Input Contract (Current Adapter Path)

Spatial / temporal

  • SpatialSpec: BBox or PointBuffer
  • TemporalSpec: must be TemporalSpec.range(start, end)
  • Temporal semantics: window filter + composite (default median), not single-scene selection

Sensor / channels

Default path (if sensor is omitted):

  • Collection: COPERNICUS/S2_SR_HARMONIZED
  • Bands: ("B4", "B3", "B2") (RGB in that order)
  • scale_m=10, cloudy_pct=30, composite="median"

Adapter notes:

  • sensor.collection can be used as a checkpoint override with hf:<repo_or_path> (for example hf:MVRL/remote-clip-vit-base-patch32)
  • input_chw (prefetched/raw path) must be CHW with exactly 3 bands in (B4,B3,B2) order

Preprocessing Pipeline (Current rs-embed Path)

  1. Fetch S2 RGB patch from provider (or reuse input_chw)
  2. Normalize raw SR values to [0,1] (for input_chw, divide by 10000 and clip)
  3. Optional input checks / quicklook export via SensorSpec.check_*
  4. Convert CHW [0,1] -> uint8 HWC
  5. Model preprocess:
  6. preferred: model.transform(rgb_u8, image_size) if available
  7. fallback: Resize(224) -> CenterCrop(224) -> ToTensor -> CLIP normalization
  8. Forward pass to get tokens (preferred) or pooled vector (fallback path)

Current adapter image size:

  • fixed 224 in this adapter path

Environment Variables / Tuning Knobs

Env var Default Effect
RS_EMBED_REMOTECLIP_FETCH_WORKERS 8 Provider prefetch worker count for batch APIs
RS_EMBED_REMOTECLIP_BATCH_SIZE CPU:8, CUDA:64 Inference batch size for batch APIs
HUGGINGFACE_HUB_CACHE / HF_HOME / HUGGINGFACE_HOME unset Controls HF cache path used for model snapshot downloads

Checkpoint override (not env-based in this adapter):

  • set sensor.collection="hf:<repo_or_local_path>"

Output Semantics

OutputSpec.pooled()

  • Returns a vector (D,)
  • If token sequence is available, adapter mean-pools tokens (records pooling="token_mean" in metadata)
  • If wrapper only returns pooled vector, adapter returns it directly

OutputSpec.grid()

  • Requires token sequence output [N,D]
  • Returns ViT token grid as xarray.DataArray with shape (D, Ht, Wt)
  • This is a patch-token grid, not georeferenced raster pixels
  • Typical note from adapter: often 7x7 for ViT-B/32 at 224px (checkpoint-dependent)

Examples

Minimal example

from rs_embed import get_embedding, PointBuffer, TemporalSpec, OutputSpec

emb = get_embedding(
    "remoteclip_s2rgb",
    spatial=PointBuffer(lon=121.5, lat=31.2, buffer_m=2048),
    temporal=TemporalSpec.range("2022-06-01", "2022-09-01"),
    output=OutputSpec.pooled(),
    backend="gee",
)

Custom checkpoint via sensor.collection="hf:..."

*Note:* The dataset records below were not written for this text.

// src/trending/mod.rs
pub mod appwrite;
pub mod sqlite;
pub mod writer;

use once_cell::sync::Lazy;
use regex::Regex;
use tracing::{debug, info, warn};

use crate::catalog::{poster_url, MovieSummary};
use crate::config::{AppConfig, TrendingBackendKind};
use crate::error::TrendingError;

pub use appwrite::AppwriteTrendingStore;
pub use sqlite::SqliteTrendingStore;
pub use writer::{spawn_trending_reader, spawn_trending_writer, TrendingHit};

/// A search term and how often it has been searched. Rank is the position in
/// a list ordered by `hit_count` descending.
#[derive(Clone, Debug, PartialEq, Eq)]
pub struct TrendingEntry {
    pub document_id: String,
    pub search_term: String,
    pub hit_count: i64,
    pub movie_id: u64,
    pub poster_url: String,
}

#[derive(Clone, Debug, PartialEq, Eq)]
pub struct NewTrendingEntry {
    pub search_term: String,
    pub movie_id: u64,
    pub poster_url: String,
}

/// The document-store capability: {list, get, create, increment}.
pub trait TrendingStore {
    fn list_top(&self, limit: usize) -> Result<Vec<TrendingEntry>, TrendingError>;
    fn find_by_term(&self, term: &str) -> Result<Option<TrendingEntry>, TrendingError>;
    fn create(&self, entry: NewTrendingEntry) -> Result<TrendingEntry, TrendingError>;
    /// Write `entry.hit_count + 1` back. Last write wins across sessions.
    fn increment(&self, entry: &TrendingEntry) -> Result<(), TrendingError>;
}

impl<S: TrendingStore + ?Sized> TrendingStore for Box<S> {
    fn list_top(&self, limit: usize) -> Result<Vec<TrendingEntry>, TrendingError> {
        (**self).list_top(limit)
    }
    fn find_by_term(&self, term: &str) -> Result<Option<TrendingEntry>, TrendingError> {
        (**self).find_by_term(term)
    }
    fn create(&self, entry: NewTrendingEntry) -> Result<TrendingEntry, TrendingError> {
        (**self).create(entry)
    }
    fn increment(&self, entry: &TrendingEntry) -> Result<(), TrendingError> {
        (**self).increment(entry)
    }
}

pub type BoxedTrendingStore = Box<dyn TrendingStore + Send>;

pub fn open_store(cfg: &AppConfig) -> Result<BoxedTrendingStore, TrendingError> {
    match cfg.trending_backend {
        TrendingBackendKind::Sqlite => {
            let path = cfg.trending_db_path();
            info!("Trending store: sqlite at {}", path.display());
            Ok(Box::new(SqliteTrendingStore::open(&path)?))
        }
        TrendingBackendKind::Appwrite => {
            info!("Trending store: appwrite");
            Ok(Box::new(AppwriteTrendingStore::from_settings(&cfg.appwrite)?))
        }
    }
}

static WHITESPACE_RUN: Lazy<Regex> = Lazy::new(|| Regex::new(r"\s+").unwrap());

/// Trim and collapse internal whitespace so "leo  das" and "leo das" share a document.
pub fn normalize_term(term: &str) -> String {
    WHITESPACE_RUN.replace_all(term.trim(), " ").into_owned()
}

/// Record one search hit for `term`, creating its document on first sight.
pub fn update_search_count<S: TrendingStore + ?Sized>(
    store: &S,
    term: &str,
    top_movie: &MovieSummary,
    image_base: &str,
) -> Result<(), TrendingError> {
    let term = normalize_term(term);
    if term.is_empty() {
        return Ok(());
    }

    match store.find_by_term(&term)? {
        Some(existing) => {
            debug!("trending: `{term}` {} -> {}", existing.hit_count, existing.hit_count + 1);
            store.increment(&existing)
        }
        None => {
            let poster = top_movie
                .poster_path
                .as_deref()
                .map(|p| poster_url(image_base, p))
                .unwrap_or_default();
            let created = store.create(NewTrendingEntry {
                search_term: term,
                movie_id: top_movie.id,
                poster_url: poster,
            })?;
            debug!("trending: created `{}` ({})", created.search_term, created.document_id);
            Ok(())
        }
    }
}

/// Top-N trending entries; any store failure is logged and yields an empty list.
pub fn get_trending_movies<S: TrendingStore + ?Sized>(store: &S, limit: usize) -> Vec<TrendingEntry> {
    match store.list_top(limit) {
        Ok(list) => list,
        Err(e) => {
            warn!("Error fetching trending movies: {e}");
            Vec::new()
        }
    }
}

#[cfg(test)]
pub(crate) mod tests {
    use super::*;
    use std::cell::RefCell;

    /// In-memory store for workflow tests.
    #[derive(Default)]
    pub(crate) struct MemoryStore {
        pub docs: RefCell<Vec<TrendingEntry>>,
        pub fail: bool,
    }

    impl TrendingStore for MemoryStore {
        fn list_top(&self, limit: usize) -> Result<Vec<TrendingEntry>, TrendingError> {
            if self.fail {
                return Err(TrendingError::Http("offline".into()));
            }
            let mut v = self.docs.borrow().clone();
            v.sort_by(|a, b| b.hit_count.cmp(&a.hit_count));
            v.truncate(limit);
            Ok(v)
        }
        fn find_by_term(&self, term: &str) -> Result<Option<TrendingEntry>, TrendingError> {
            Ok(self
                .docs
                .borrow()
                .iter()
                .find(|d| d.search_term == term)
                .cloned())
        }
        fn create(&self, entry: NewTrendingEntry) -> Result<TrendingEntry, TrendingError> {
            let doc = TrendingEntry {
                document_id: format!("doc{}", self.docs.borrow().len() + 1),
                search_term: entry.search_term,
                hit_count: 1,
                movie_id: entry.movie_id,
                poster_url: entry.poster_url,
            };
            self.docs.borrow_mut().push(doc.clone());
            Ok(doc)
        }
        fn increment(&self, entry: &TrendingEntry) -> Result<(), TrendingError> {
            let mut docs = self.docs.borrow_mut();
            if let Some(d) = docs.iter_mut().find(|d| d.document_id == entry.document_id) {
                d.hit_count = entry.hit_count + 1;
            }
            Ok(())
        }
    }

    pub(crate) fn movie(id: u64, poster: Option<&str>) -> MovieSummary {
        MovieSummary {
            id,
            title: format!("movie {id}"),
            release_date: None,
            release_year: None,
            original_language: "ta".into(),
            popularity: 1.0,
            vote_average: None,
            poster_path: poster.map(str::to_string),
        }
    }

    #[test]
    fn first_hit_creates_then_increments() {
        let store = MemoryStore::default();
        let base = "https://image.tmdb.org/t/p";

        update_search_count(&store, "Leo", &movie(7, Some("/leo.jpg")), base).unwrap();
        {
            let docs = store.docs.borrow();
            assert_eq!(docs.len(), 1);
            assert_eq!(docs[0].hit_count, 1);
            assert_eq!(docs[0].movie_id, 7);
            assert_eq!(docs[0].poster_url, "https://image.tmdb.org/t/p/w500/leo.jpg");
        }

        update_search_count(&store, " Leo ", &movie(99, None), base).unwrap();
        let docs = store.docs.borrow();
        assert_eq!(docs.len(), 1);
        assert_eq!(docs[0].hit_count, 2);
        // first-sight poster and movie are kept
        assert_eq!(docs[0].movie_id, 7);
    }

    #[test]
    fn blank_terms_are_ignored() {
        let store = MemoryStore::default();
        update_search_count(&store, "   ", &movie(1, None), "x").unwrap();
        assert!(store.docs.borrow().is_empty());
    }

    #[test]
    fn normalizes_whitespace_runs() {
        assert_eq!(normalize_term("  vikram \t  vedha "), "vikram vedha");
    }

    #[test]
    fn read_failure_yields_empty_list() {
        let store = MemoryStore {
            fail: true,
            ..Default::default()
        };
        assert!(get_trending_movies(&store, 5).is_empty());
    }

    #[test]
    fn read_returns_most_searched_first() {
        let store = MemoryStore::default();
        for (term, times) in [("a", 1), ("b", 3), ("c", 2)] {
            for _ in 0..times {
                update_search_count(&store, term, &movie(1, None), "x").unwrap();
            }
        }
        let top: Vec<String> = get_trending_movies(&store, 2)
            .into_iter()
            .map(|e| e.search_term)
            .collect();
        assert_eq!(top, vec!["b", "c"]);
    }
}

from rs_embed import get_embedding, PointBuffer, TemporalSpec, OutputSpec, SensorSpec

emb = get_embedding(
    "remoteclip_s2rgb",
    spatial=PointBuffer(lon=121.5, lat=31.2, buffer_m=2048),
    temporal=TemporalSpec.range("2022-06-01", "2022-09-01"),
    sensor=SensorSpec(
        collection="hf:MVRL/remote-clip-vit-base-patch32",
        bands=("B4", "B3", "B2"),
        scale_m=10,
        cloudy_pct=30,
        composite="median",
    ),
    output=OutputSpec.grid(),
    backend="gee",
)

Common Failure Modes / Debugging

  • backend is not a provider backend (adapter expects provider path; public API "gee" is the common choice)
  • TemporalSpec is missing or not range
  • input_chw shape is not CHW with 3 channels
  • missing optional dependencies (rshf, huggingface_hub, torch stack)
  • grid requested but wrapper only exposes pooled outputs / no token path

Recommended first check:

  • Use inspect_provider_patch(...) / inspect_gee_patch(...) to verify raw RGB inputs and temporal composite quality.

Reproducibility Notes

For fair comparisons, keep fixed:

  • same ROI and temporal window
  • same SensorSpec.composite (median / mosaic)
  • same OutputSpec mode (prefer pooled first)
  • same checkpoint (sensor.collection="hf:..." override if used)
  • same preprocessing path (be aware wrapper transform vs CLIP fallback can differ)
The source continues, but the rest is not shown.